Es are 124 pages and they are strictly confidential. They heavily incriminate the suspected superconductor impostor Ranga Dias. According to the report commissioned by his university in Rochester, New York, the assistant professor of engineering and physics and astronomy at the University of Rochester sometimes invented data and sometimes copied it from others. A “paper bomb,” according to its discoverers, uncovered in court documents by the news team at Nature magazine.
Just last year, Ranga Dias made headlines as a child prodigy in his field: he is said to have invented nothing less than superconductivity at room temperature. The phenomenon, so far only dreamed of and not discovered, is considered the holy grail of physics.
It means that a material has an electrical charge can conduct resistance-free even without cooling. A material like this could be used anywhere in everyday life and would be able to power many more technical devices with the same amount of electricity that is generated today. It is exactly the technology that a world of electricity would need, which climate activists dream of.
On March 7, 2023, rumors spread at a physicists’ conference in Las Vegas that a researcher from Rochester would announce just such an invention, Dias. On September 6th, Nature reported that there were considerable doubts about the authenticity of his data. At this point, the university had already commissioned an independent group of scientists to investigate the veracity of Dias’ studies. Their report was available on February 8th, after a total of ten months of review. But not publicly, just in the proverbial drawer at the university. And from there he has now found his way to the science editorial team.

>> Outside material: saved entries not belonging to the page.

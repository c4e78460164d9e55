//! `/forum` resource.

use std::future::Future;

use crate::client::{ApiClient, Query};
use crate::error::ApiError;
use crate::models::{Acknowledgement, ForumFilter, ForumPost, NewForumPost};

pub trait ForumApi {
    /// `POST /forum/`
    fn create_post(&self, post: &NewForumPost) -> impl Future<Output = Result<ForumPost, ApiError>>;
    /// `GET /forum/?author_id=&category=&is_question=`, newest first, top-level only.
    fn list_posts(
        &self,
        filter: &ForumFilter,
    ) -> impl Future<Output = Result<Vec<ForumPost>, ApiError>>;
    /// `GET /forum/{id}`
    fn get_post(&self, id: i64) -> impl Future<Output = Result<ForumPost, ApiError>>;
    /// `DELETE /forum/{id}`
    fn delete_post(&self, id: i64) -> impl Future<Output = Result<Acknowledgement, ApiError>>;
    /// `GET /forum/{id}/replies`, oldest first.
    fn list_replies(&self, id: i64) -> impl Future<Output = Result<Vec<ForumPost>, ApiError>>;
    /// `GET /forum/categories`
    fn list_categories(&self) -> impl Future<Output = Result<Vec<String>, ApiError>>;
}

impl ForumApi for ApiClient {
    async fn create_post(&self, post: &NewForumPost) -> Result<ForumPost, ApiError> {
        self.post("/forum/", Some(post), &Query::new()).await
    }

    async fn list_posts(&self, filter: &ForumFilter) -> Result<Vec<ForumPost>, ApiError> {
        self.get("/forum/", &filter.to_query()).await
    }

    async fn get_post(&self, id: i64) -> Result<ForumPost, ApiError> {
        self.get(&format!("/forum/{id}"), &Query::new()).await
    }

    async fn delete_post(&self, id: i64) -> Result<Acknowledgement, ApiError> {
        self.delete(&format!("/forum/{id}")).await
    }

    async fn list_replies(&self, id: i64) -> Result<Vec<ForumPost>, ApiError> {
        self.get(&format!("/forum/{id}/replies"), &Query::new()).await
    }

    async fn list_categories(&self) -> Result<Vec<String>, ApiError> {
        self.get("/forum/categories", &Query::new()).await
    }
}
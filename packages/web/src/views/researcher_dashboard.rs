//! Researcher dashboard: own trials and publications, incoming meeting
//! requests and ORCID import.

use api::models::Phase;
use api::ApiClient;
use dioxus::prelude::*;
use ui::icons::{FaPlus, FaTrash};
use ui::{use_app, use_page, AppStore, Icon, Loader, Toast};

type Controller = ui::pages::ResearcherDashboard<ApiClient, AppStore>;

#[component]
pub fn ResearcherDashboard() -> Element {
    let app = use_app();
    let page = use_page(|| Controller::new(app.services()));

    use_hook(move || {
        page.run(|mut p| async move {
            p.activate().await;
            p
        })
    });

    let ctrl = page.state.read();
    let Some(user) = &ctrl.user else {
        return rsx! { Loader {} };
    };

    rsx! {
        Toast {
            notice: ctrl.notifier.current().cloned(),
            on_close: move |id| page.update(|p| { p.notifier.dismiss(id); }),
        }

        header {
            class: "page-header",
            h1 { "Welcome, {user.name}" }
        }

        if ctrl.state.is_loading() {
            Loader {}
        }

        section {
            div {
                class: "section-header",
                h2 { "My clinical trials" }
                button {
                    class: "btn btn-secondary",
                    onclick: move |_| page.update(|p| p.show_trial_form = !p.show_trial_form),
                    Icon { icon: FaPlus, width: 12, height: 12 }
                    " New trial"
                }
            }
            if ctrl.show_trial_form {
                form {
                    class: "panel",
                    onsubmit: move |e| {
                        e.prevent_default();
                        page.run(|mut p| async move {
                            p.create_trial().await;
                            p
                        });
                    },
                    input {
                        placeholder: "Title *",
                        value: "{ctrl.trial_form.title}",
                        oninput: move |e| page.update(|p| p.trial_form.title = e.value()),
                    }
                    input {
                        placeholder: "Condition *",
                        value: "{ctrl.trial_form.condition}",
                        oninput: move |e| page.update(|p| p.trial_form.condition = e.value()),
                    }
                    select {
                        value: "{ctrl.trial_form.phase}",
                        onchange: move |e| page.update(|p| p.trial_form.phase = Phase::from(e.value())),
                        for phase in Phase::ALL {
                            option { value: "{phase}", "{phase}" }
                        }
                    }
                    input {
                        placeholder: "Location *",
                        value: "{ctrl.trial_form.location}",
                        oninput: move |e| page.update(|p| p.trial_form.location = e.value()),
                    }
                    textarea {
                        placeholder: "Description",
                        rows: 3,
                        value: "{ctrl.trial_form.description}",
                        oninput: move |e| page.update(|p| p.trial_form.description = e.value()),
                    }
                    button { r#type: "submit", class: "btn btn-primary", "Create trial" }
                }
            }
            if ctrl.trials.is_empty() {
                p { class: "empty", "You have not published any trials yet." }
            }
            ul {
                class: "record-list",
                for trial in ctrl.trials.iter() {
                    {
                        let id = trial.id;
                        rsx! {
                            li {
                                key: "{id}",
                                div {
                                    strong { "{trial.title}" }
                                    span { class: "badge", "{trial.phase}" }
                                    span { class: "hint", "{trial.condition} · {trial.location}" }
                                }
                                button {
                                    class: "btn btn-icon",
                                    title: "Delete trial",
                                    onclick: move |_| page.run(move |mut p| async move {
                                        p.delete_trial(id).await;
                                        p
                                    }),
                                    Icon { icon: FaTrash, width: 12, height: 12 }
                                }
                            }
                        }
                    }
                }
            }
        }

        section {
            div {
                class: "section-header",
                h2 { "My publications" }
                button {
                    class: "btn btn-secondary",
                    onclick: move |_| page.update(|p| p.show_publication_form = !p.show_publication_form),
                    Icon { icon: FaPlus, width: 12, height: 12 }
                    " New publication"
                }
                button {
                    class: "btn btn-secondary",
                    onclick: move |_| page.run(|mut p| async move {
                        p.load_orcid().await;
                        p
                    }),
                    "Import from ORCID"
                }
            }
            if ctrl.show_publication_form {
                form {
                    class: "panel",
                    onsubmit: move |e| {
                        e.prevent_default();
                        page.run(|mut p| async move {
                            p.create_publication().await;
                            p
                        });
                    },
                    input {
                        placeholder: "Title *",
                        value: "{ctrl.publication_form.title}",
                        oninput: move |e| page.update(|p| p.publication_form.title = e.value()),
                    }
                    textarea {
                        placeholder: "Summary *",
                        rows: 4,
                        value: "{ctrl.publication_form.summary}",
                        oninput: move |e| page.update(|p| p.publication_form.summary = e.value()),
                    }
                    button { r#type: "submit", class: "btn btn-primary", "Create publication" }
                }
            }
            if let Some(orcid) = &ctrl.orcid {
                div {
                    class: "panel orcid",
                    h3 { "Works on ORCID {orcid.orcid_id}" }
                    if orcid.publications.is_empty() {
                        p { class: "empty", "No works found." }
                    }
                    ul {
                        for (index, work) in orcid.publications.iter().enumerate() {
                            li {
                                key: "{index}",
                                span { "{work.title}" }
                                if let Some(journal) = &work.journal {
                                    span { class: "hint", " {journal}" }
                                }
                                if let Some(year) = &work.year {
                                    span { class: "hint", " ({year})" }
                                }
                                button {
                                    class: "btn btn-link",
                                    onclick: move |_| page.run(move |mut p| async move {
                                        p.import_orcid_work(index).await;
                                        p
                                    }),
                                    "Import"
                                }
                            }
                        }
                    }
                }
            }
            if ctrl.publications.is_empty() {
                p { class: "empty", "You have not published any publications yet." }
            }
            ul {
                class: "record-list",
                for publication in ctrl.publications.iter() {
                    {
                        let id = publication.id;
                        rsx! {
                            li {
                                key: "{id}",
                                div {
                                    strong { "{publication.title}" }
                                    p { class: "hint", "{publication.summary}" }
                                }
                                button {
                                    class: "btn btn-icon",
                                    title: "Delete publication",
                                    onclick: move |_| page.run(move |mut p| async move {
                                        p.delete_publication(id).await;
                                        p
                                    }),
                                    Icon { icon: FaTrash, width: 12, height: 12 }
                                }
                            }
                        }
                    }
                }
            }
        }

        section {
            h2 { "Meeting requests" }
            if ctrl.pending_meetings().next().is_none() {
                p { class: "empty", "No pending meeting requests." }
            }
            ul {
                class: "record-list",
                for meeting in ctrl.pending_meetings() {
                    {
                        let id = meeting.id;
                        rsx! {
                            li {
                                key: "{id}",
                                div {
                                    strong { "Patient #{meeting.requester_id}" }
                                    if let Some(message) = &meeting.message {
                                        p { "{message}" }
                                    }
                                    if let Some(contact) = &meeting.contact_info {
                                        span { class: "hint", "Contact: {contact}" }
                                    }
                                }
                                div {
                                    class: "row",
                                    button {
                                        class: "btn btn-primary",
                                        onclick: move |_| page.run(move |mut p| async move {
                                            p.answer_meeting(id, true).await;
                                            p
                                        }),
                                        "Accept"
                                    }
                                    button {
                                        class: "btn btn-secondary",
                                        onclick: move |_| page.run(move |mut p| async move {
                                            p.answer_meeting(id, false).await;
                                            p
                                        }),
                                        "Decline"
                                    }
                                }
                            }
                        }
                    }
                }
            }
        }
    }
}
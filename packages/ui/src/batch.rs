//! Outcome of a set of fetches started together.
//!
//! Pages start every fetch of a load cycle at once, wait for all of them, and
//! feed each result through [`BatchReport::take`]. The report remembers which
//! named fetch failed, and [`BatchPolicy`] decides whether the successful
//! results may still be applied.

use api::ApiError;

#[derive(Clone, Copy, Debug, Default, PartialEq, Eq)]
pub enum BatchPolicy {
    /// Any failure discards the whole batch; the page keeps its previous data.
    #[default]
    AllOrNothing,
    /// Successful fetches are applied even if others failed.
    Partial,
}

#[derive(Debug)]
pub struct Failure {
    pub name: &'static str,
    pub error: ApiError,
}

#[derive(Debug, Default)]
pub struct BatchReport {
    failures: Vec<Failure>,
}

impl BatchReport {
    pub fn new() -> Self {
        Self::default()
    }

    /// Record the result of the fetch called `name`, returning its value on success.
    pub fn take<T>(&mut self, name: &'static str, result: Result<T, ApiError>) -> Option<T> {
        match result {
            Ok(value) => Some(value),
            Err(error) => {
                tracing::warn!("fetch {} failed: {}", name, error);
                self.failures.push(Failure { name, error });
                None
            }
        }
    }

    pub fn is_ok(&self) -> bool {
        self.failures.is_empty()
    }

    pub fn failures(&self) -> &[Failure] {
        &self.failures
    }

    pub fn failed(&self, name: &str) -> bool {
        self.failures.iter().any(|f| f.name == name)
    }

    /// Whether results may be applied under `policy`.
    pub fn commit(&self, policy: BatchPolicy) -> bool {
        match policy {
            BatchPolicy::AllOrNothing => self.is_ok(),
            BatchPolicy::Partial => true,
        }
    }

    /// One line naming the failed fetches, or `None` if all succeeded.
    pub fn summary(&self) -> Option<String> {
        if self.is_ok() {
            return None;
        }
        let names: Vec<&str> = self.failures.iter().map(|f| f.name).collect();
        Some(format!("Failed to load {}", names.join(", ")))
    }
}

Rare earth superconductors
Dias claimed to have found a superconductor twice, first in a compound made up of the common elements carbon, sulfur and hydrogen, then in a substance consisting of the rare earth lutetium and hydrogen. The university listed a total of 16 claims about whose authenticity it had doubts. A commission has now come to the conclusion that, in all cases, scientific misconduct is more likely than clean research. Now the university wants to terminate his contract, Dias sued – and it is precisely this court file that is now making the data leak possible.
In March, Nature’s news team published details of how Dias had deliberately distorted data to provide supposed evidence of superconductivity at room temperature in two now-retracted articles published there. He is also said to have manipulated his students so that they remained in the dark about this data. This was made possible, among other things, through public money: the files also include a research grant worth $790,000.